Top of Listed entries

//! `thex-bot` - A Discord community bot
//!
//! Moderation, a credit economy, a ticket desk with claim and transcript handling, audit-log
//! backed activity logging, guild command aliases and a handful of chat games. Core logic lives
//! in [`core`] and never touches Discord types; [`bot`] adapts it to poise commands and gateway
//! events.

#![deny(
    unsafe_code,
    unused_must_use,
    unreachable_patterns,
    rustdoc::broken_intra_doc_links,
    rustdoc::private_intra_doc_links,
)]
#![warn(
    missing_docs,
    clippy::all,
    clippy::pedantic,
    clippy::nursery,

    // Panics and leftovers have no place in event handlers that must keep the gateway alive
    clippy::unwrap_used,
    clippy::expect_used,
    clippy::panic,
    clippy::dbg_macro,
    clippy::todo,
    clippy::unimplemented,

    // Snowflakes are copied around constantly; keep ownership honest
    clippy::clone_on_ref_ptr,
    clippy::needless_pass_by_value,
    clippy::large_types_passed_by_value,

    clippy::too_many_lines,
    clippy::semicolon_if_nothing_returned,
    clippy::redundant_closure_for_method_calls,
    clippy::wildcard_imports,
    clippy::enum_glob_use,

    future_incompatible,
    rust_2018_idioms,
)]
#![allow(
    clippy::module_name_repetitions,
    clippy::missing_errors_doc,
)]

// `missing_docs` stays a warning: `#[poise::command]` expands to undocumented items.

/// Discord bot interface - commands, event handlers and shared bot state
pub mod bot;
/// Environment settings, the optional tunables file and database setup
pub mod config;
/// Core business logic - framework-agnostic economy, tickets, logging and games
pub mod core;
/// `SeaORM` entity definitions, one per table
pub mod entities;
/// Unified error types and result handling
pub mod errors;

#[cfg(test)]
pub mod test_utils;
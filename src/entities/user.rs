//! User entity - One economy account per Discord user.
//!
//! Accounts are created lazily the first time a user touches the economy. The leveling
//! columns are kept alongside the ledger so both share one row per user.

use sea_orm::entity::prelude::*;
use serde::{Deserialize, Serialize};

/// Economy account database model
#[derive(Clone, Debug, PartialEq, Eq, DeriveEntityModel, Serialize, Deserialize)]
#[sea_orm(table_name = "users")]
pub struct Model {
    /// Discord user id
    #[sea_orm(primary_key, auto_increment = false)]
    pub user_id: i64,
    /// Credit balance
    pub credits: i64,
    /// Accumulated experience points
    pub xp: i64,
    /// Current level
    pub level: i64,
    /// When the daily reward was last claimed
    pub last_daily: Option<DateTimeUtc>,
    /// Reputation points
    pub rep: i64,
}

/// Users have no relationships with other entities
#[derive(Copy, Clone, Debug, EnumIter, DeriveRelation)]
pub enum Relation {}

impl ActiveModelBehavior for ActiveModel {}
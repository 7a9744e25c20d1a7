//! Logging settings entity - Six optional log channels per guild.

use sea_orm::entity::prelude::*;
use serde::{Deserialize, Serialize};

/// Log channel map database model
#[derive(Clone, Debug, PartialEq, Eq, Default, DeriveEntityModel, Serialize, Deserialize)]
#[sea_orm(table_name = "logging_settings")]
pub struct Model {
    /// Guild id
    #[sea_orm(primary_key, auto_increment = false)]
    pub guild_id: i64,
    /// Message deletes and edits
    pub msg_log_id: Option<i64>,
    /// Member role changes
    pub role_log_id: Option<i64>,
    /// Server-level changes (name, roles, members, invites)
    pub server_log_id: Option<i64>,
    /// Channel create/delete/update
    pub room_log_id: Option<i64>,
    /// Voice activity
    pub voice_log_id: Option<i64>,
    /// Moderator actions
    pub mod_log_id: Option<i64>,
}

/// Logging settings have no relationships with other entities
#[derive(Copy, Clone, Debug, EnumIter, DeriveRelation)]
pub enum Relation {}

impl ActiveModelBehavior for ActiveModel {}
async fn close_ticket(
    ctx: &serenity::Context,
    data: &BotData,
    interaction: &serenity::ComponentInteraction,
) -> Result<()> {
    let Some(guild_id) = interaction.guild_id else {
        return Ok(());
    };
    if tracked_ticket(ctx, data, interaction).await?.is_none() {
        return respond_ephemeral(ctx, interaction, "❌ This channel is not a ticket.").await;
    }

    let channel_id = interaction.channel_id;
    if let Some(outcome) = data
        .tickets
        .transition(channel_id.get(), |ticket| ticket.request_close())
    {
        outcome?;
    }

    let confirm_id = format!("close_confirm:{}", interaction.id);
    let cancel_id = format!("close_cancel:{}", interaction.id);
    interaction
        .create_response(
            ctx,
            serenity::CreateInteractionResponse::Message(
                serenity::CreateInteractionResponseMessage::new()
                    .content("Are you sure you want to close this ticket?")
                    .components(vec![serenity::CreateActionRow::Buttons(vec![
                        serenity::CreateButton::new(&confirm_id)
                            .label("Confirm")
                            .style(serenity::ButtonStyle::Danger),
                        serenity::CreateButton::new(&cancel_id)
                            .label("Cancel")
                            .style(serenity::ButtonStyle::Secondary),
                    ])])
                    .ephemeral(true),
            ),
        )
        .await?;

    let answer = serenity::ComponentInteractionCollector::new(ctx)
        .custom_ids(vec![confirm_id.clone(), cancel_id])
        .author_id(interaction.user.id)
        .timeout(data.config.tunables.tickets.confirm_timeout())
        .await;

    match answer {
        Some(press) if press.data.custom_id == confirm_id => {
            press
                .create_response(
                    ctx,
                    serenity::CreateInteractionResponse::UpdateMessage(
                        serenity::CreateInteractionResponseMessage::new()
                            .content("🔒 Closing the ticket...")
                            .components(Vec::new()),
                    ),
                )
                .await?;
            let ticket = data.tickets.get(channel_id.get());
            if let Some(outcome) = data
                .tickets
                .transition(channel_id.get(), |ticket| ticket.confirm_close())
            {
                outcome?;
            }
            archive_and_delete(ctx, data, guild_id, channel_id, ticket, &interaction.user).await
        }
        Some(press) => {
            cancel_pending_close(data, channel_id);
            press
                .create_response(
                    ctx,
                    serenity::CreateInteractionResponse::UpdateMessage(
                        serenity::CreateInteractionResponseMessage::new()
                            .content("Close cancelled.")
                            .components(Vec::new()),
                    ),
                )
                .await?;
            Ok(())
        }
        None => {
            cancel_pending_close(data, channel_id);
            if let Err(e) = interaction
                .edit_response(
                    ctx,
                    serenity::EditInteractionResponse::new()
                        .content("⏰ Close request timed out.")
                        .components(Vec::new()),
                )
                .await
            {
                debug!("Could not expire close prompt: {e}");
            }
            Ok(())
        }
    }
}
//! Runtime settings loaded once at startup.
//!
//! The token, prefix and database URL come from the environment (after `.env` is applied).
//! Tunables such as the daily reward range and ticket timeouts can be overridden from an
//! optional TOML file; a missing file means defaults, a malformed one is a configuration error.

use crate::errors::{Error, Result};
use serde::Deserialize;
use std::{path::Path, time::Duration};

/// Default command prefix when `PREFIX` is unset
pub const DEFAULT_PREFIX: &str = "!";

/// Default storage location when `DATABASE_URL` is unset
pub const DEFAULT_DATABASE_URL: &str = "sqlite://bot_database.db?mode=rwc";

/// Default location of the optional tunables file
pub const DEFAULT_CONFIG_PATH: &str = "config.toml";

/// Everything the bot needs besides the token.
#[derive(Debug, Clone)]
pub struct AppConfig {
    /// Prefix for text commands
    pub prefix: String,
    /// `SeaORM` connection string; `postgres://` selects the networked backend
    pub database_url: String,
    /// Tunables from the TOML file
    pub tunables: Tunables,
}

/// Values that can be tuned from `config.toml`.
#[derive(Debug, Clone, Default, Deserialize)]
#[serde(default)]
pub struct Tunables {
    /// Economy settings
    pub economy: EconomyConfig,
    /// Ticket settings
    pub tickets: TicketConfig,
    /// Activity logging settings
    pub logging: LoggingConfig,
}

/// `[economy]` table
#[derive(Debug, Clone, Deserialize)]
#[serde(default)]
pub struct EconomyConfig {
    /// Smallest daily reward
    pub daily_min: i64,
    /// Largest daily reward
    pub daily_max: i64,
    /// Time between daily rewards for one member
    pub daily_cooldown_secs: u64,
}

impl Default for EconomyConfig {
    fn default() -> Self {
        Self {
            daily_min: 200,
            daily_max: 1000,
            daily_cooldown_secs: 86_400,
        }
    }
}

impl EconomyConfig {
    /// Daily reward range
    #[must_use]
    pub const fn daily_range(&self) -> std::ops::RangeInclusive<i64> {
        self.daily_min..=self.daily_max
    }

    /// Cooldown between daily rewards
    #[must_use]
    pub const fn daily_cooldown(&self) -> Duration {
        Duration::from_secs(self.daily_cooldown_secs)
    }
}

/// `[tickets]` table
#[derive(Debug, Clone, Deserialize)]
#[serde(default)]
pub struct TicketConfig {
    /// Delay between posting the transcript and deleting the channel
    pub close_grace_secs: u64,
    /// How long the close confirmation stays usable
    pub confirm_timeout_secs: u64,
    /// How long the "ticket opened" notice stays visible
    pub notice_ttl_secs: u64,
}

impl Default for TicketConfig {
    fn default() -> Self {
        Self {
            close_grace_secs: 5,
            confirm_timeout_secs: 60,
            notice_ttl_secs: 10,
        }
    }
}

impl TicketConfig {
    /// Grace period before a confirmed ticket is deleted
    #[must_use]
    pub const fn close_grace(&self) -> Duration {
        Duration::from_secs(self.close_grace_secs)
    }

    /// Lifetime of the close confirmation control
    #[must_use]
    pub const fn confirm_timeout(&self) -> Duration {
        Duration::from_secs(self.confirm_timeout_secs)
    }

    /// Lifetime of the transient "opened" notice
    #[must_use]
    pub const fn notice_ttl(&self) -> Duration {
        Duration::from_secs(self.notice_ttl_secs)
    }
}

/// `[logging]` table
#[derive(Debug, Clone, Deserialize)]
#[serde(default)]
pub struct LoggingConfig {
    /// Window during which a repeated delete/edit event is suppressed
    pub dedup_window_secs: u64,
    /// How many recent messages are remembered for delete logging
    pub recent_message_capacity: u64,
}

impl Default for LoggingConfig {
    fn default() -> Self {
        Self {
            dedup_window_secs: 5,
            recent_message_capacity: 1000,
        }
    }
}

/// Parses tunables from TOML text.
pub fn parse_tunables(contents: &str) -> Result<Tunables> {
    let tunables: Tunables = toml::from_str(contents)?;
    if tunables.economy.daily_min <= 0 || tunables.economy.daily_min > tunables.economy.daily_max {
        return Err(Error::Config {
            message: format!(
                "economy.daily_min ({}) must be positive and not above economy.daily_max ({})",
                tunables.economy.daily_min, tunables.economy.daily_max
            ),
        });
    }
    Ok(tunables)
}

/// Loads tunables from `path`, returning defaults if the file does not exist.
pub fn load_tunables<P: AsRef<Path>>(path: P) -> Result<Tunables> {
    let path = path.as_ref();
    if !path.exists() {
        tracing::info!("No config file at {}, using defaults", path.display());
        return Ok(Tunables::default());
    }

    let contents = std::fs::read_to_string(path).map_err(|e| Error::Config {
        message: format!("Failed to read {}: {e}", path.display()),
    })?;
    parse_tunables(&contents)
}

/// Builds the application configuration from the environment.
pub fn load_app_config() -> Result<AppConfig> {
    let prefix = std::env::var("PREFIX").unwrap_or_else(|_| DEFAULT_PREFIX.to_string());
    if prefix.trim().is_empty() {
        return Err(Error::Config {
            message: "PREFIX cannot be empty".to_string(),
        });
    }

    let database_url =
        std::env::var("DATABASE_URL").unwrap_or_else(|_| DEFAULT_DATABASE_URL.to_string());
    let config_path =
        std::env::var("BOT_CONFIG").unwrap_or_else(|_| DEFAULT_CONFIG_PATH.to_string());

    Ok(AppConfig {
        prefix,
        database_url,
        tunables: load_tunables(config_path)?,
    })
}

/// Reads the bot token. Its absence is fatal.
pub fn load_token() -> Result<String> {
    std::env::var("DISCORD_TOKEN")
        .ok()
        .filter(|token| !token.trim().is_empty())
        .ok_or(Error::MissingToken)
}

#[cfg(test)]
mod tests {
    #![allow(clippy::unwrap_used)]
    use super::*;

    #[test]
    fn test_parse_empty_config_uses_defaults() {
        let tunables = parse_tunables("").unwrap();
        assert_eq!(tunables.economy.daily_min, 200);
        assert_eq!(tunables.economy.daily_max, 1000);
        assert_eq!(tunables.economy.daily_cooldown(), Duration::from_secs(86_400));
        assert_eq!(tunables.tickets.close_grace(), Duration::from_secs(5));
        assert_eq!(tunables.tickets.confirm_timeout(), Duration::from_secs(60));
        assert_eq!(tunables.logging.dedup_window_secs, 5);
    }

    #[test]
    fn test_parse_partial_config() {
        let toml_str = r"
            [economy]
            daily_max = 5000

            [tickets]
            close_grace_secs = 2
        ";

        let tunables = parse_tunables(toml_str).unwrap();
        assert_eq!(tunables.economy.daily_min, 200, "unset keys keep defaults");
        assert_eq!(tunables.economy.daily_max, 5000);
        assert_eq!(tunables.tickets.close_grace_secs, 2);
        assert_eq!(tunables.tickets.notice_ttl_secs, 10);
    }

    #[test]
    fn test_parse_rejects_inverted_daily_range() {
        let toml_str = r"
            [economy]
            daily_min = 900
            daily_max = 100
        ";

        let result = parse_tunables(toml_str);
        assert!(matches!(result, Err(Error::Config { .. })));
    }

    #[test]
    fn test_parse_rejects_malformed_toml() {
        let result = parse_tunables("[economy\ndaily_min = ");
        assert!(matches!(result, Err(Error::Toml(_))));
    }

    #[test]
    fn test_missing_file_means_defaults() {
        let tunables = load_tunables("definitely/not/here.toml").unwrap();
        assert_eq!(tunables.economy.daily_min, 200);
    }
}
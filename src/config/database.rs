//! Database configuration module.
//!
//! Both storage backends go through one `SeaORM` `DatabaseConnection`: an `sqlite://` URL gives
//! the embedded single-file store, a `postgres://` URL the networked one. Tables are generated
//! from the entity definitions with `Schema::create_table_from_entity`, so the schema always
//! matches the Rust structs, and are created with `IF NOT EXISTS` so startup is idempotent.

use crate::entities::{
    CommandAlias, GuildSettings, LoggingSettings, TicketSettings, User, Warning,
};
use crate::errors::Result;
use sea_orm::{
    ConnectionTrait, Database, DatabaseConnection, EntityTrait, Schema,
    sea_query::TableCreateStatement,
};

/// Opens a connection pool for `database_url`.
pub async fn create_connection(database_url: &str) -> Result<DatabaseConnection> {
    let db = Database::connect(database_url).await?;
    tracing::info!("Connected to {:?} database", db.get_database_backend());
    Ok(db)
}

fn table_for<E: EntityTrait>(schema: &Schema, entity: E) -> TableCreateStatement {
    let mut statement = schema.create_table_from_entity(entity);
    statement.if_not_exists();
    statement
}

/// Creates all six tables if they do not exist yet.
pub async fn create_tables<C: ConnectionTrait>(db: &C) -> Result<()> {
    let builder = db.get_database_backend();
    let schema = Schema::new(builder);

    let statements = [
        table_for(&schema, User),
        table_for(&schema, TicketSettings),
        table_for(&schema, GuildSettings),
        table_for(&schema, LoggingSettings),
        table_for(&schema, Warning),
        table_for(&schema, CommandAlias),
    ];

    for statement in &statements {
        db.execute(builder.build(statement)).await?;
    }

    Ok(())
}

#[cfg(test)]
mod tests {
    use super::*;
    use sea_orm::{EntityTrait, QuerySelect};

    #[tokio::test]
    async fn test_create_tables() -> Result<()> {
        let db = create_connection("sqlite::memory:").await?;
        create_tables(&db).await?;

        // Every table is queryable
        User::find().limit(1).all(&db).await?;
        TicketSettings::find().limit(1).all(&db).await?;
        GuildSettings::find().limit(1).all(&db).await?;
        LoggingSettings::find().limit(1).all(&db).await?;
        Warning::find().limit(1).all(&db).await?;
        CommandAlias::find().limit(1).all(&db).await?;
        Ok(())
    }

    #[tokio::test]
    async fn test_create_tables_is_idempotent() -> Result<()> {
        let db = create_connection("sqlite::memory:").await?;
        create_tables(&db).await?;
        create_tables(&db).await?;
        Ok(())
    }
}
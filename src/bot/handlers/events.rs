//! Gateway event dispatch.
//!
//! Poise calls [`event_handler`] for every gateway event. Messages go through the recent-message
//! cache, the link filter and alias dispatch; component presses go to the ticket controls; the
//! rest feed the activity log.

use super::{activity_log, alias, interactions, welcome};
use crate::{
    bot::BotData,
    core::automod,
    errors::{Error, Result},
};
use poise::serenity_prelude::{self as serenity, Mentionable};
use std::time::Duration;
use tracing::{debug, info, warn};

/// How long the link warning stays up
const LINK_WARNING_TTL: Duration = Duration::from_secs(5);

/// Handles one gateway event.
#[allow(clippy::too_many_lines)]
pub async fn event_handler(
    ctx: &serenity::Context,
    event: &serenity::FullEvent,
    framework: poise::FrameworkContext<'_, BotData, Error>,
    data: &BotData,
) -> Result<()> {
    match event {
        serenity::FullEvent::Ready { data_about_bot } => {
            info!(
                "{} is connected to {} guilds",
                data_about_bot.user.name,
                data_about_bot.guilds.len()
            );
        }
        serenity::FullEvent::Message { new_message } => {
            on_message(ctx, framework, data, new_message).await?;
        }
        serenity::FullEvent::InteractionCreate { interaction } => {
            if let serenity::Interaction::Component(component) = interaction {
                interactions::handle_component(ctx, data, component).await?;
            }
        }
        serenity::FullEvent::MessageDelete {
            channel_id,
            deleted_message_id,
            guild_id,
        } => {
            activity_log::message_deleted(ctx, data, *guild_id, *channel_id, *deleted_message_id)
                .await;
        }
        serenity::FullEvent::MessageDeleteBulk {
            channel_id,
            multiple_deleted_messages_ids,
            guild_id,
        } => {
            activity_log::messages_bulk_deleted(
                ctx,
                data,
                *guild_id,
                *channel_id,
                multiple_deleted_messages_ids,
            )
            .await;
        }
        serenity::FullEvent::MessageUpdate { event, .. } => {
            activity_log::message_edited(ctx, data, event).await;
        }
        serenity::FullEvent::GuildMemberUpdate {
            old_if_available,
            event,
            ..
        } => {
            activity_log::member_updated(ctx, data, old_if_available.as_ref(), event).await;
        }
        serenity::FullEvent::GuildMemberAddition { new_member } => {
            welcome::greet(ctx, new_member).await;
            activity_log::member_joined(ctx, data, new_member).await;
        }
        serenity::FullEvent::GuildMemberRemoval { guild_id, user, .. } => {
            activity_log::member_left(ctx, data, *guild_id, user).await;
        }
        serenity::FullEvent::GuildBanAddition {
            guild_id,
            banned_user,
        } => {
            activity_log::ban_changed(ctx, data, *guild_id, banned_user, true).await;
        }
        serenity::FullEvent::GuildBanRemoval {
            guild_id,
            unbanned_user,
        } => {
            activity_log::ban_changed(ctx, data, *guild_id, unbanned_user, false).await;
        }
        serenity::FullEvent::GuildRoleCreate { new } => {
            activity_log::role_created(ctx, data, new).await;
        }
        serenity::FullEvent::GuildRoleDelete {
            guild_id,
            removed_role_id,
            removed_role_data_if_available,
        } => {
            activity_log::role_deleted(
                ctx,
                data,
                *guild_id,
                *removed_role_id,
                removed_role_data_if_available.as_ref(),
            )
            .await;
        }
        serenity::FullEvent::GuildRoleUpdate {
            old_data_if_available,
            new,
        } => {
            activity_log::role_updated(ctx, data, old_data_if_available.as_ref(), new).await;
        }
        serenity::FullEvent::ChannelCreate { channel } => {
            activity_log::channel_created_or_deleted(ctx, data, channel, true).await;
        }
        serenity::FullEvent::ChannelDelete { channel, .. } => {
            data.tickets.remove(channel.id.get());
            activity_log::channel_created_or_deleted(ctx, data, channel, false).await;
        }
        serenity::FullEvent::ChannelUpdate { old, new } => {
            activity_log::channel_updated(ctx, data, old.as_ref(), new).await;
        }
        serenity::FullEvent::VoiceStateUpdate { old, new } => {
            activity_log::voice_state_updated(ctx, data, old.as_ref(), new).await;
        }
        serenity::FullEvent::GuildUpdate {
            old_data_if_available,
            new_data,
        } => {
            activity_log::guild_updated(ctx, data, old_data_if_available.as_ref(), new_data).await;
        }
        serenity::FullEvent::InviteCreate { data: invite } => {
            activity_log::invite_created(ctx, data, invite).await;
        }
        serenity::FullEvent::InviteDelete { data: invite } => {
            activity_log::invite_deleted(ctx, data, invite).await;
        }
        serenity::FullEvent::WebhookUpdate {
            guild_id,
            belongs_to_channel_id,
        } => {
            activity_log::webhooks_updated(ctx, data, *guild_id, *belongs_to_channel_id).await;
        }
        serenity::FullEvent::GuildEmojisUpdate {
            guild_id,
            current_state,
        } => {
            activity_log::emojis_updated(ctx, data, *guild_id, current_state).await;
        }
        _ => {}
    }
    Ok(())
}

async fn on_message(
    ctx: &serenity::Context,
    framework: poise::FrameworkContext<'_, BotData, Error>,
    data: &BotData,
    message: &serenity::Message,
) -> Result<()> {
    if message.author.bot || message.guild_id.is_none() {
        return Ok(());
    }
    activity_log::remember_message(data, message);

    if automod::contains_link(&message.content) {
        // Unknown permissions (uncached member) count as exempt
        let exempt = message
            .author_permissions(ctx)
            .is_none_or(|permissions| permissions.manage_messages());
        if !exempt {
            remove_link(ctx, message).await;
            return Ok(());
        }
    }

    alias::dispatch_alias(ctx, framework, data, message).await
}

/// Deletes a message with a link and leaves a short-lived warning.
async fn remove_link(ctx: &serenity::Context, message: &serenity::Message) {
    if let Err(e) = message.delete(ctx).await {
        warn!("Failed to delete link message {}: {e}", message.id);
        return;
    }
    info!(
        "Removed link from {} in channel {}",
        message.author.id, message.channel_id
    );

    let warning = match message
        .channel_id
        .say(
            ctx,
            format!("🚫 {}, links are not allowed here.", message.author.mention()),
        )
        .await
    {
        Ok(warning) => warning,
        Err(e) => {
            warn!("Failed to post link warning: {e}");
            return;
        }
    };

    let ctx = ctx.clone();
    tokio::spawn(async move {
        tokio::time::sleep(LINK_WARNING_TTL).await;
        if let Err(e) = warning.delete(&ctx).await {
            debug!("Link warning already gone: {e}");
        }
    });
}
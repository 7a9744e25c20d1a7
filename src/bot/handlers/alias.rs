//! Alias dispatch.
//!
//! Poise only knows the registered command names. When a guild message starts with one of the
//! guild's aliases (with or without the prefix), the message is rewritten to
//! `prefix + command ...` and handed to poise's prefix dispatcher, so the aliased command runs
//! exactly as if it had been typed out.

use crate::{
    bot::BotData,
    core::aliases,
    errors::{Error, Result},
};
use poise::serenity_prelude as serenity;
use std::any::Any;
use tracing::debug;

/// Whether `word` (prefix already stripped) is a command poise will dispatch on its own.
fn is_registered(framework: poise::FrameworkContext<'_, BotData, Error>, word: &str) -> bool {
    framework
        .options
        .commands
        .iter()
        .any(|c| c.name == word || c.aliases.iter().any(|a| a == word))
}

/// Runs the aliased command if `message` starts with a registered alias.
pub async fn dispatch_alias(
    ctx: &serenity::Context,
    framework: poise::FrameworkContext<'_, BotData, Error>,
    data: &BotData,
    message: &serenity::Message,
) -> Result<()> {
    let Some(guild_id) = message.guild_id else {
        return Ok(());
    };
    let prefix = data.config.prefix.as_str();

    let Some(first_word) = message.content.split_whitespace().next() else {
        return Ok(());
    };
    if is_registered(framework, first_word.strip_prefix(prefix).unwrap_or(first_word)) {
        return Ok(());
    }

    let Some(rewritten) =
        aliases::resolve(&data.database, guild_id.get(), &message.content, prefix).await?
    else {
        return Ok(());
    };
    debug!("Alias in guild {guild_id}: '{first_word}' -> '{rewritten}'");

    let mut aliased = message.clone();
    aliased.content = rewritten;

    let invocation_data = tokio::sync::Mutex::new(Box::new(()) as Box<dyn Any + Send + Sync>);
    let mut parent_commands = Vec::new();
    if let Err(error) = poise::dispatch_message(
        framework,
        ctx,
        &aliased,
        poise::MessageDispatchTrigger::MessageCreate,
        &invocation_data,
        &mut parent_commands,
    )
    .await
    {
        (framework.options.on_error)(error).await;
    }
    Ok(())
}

Bottom of Listed entries

What this task involves: With the line containing "to undocumented items." as the last one, please set down exactly the lines of the records above from their very first line, and nothing more.

Task answer:
//! `thex-bot` - A Discord community bot
//!
//! Moderation, a credit economy, a ticket desk with claim and transcript handling, audit-log
//! backed activity logging, guild command aliases and a handful of chat games. Core logic lives
//! in [`core`] and never touches Discord types; [`bot`] adapts it to poise commands and gateway
//! events.

#![deny(
    unsafe_code,
    unused_must_use,
    unreachable_patterns,
    rustdoc::broken_intra_doc_links,
    rustdoc::private_intra_doc_links,
)]
#![warn(
    missing_docs,
    clippy::all,
    clippy::pedantic,
    clippy::nursery,

    // Panics and leftovers have no place in event handlers that must keep the gateway alive
    clippy::unwrap_used,
    clippy::expect_used,
    clippy::panic,
    clippy::dbg_macro,
    clippy::todo,
    clippy::unimplemented,

    // Snowflakes are copied around constantly; keep ownership honest
    clippy::clone_on_ref_ptr,
    clippy::needless_pass_by_value,
    clippy::large_types_passed_by_value,

    clippy::too_many_lines,
    clippy::semicolon_if_nothing_returned,
    clippy::redundant_closure_for_method_calls,
    clippy::wildcard_imports,
    clippy::enum_glob_use,

    future_incompatible,
    rust_2018_idioms,
)]
#![allow(
    clippy::module_name_repetitions,
    clippy::missing_errors_doc,
)]

// `missing_docs` stays a warning: `#[poise::command]` expands to undocumented items.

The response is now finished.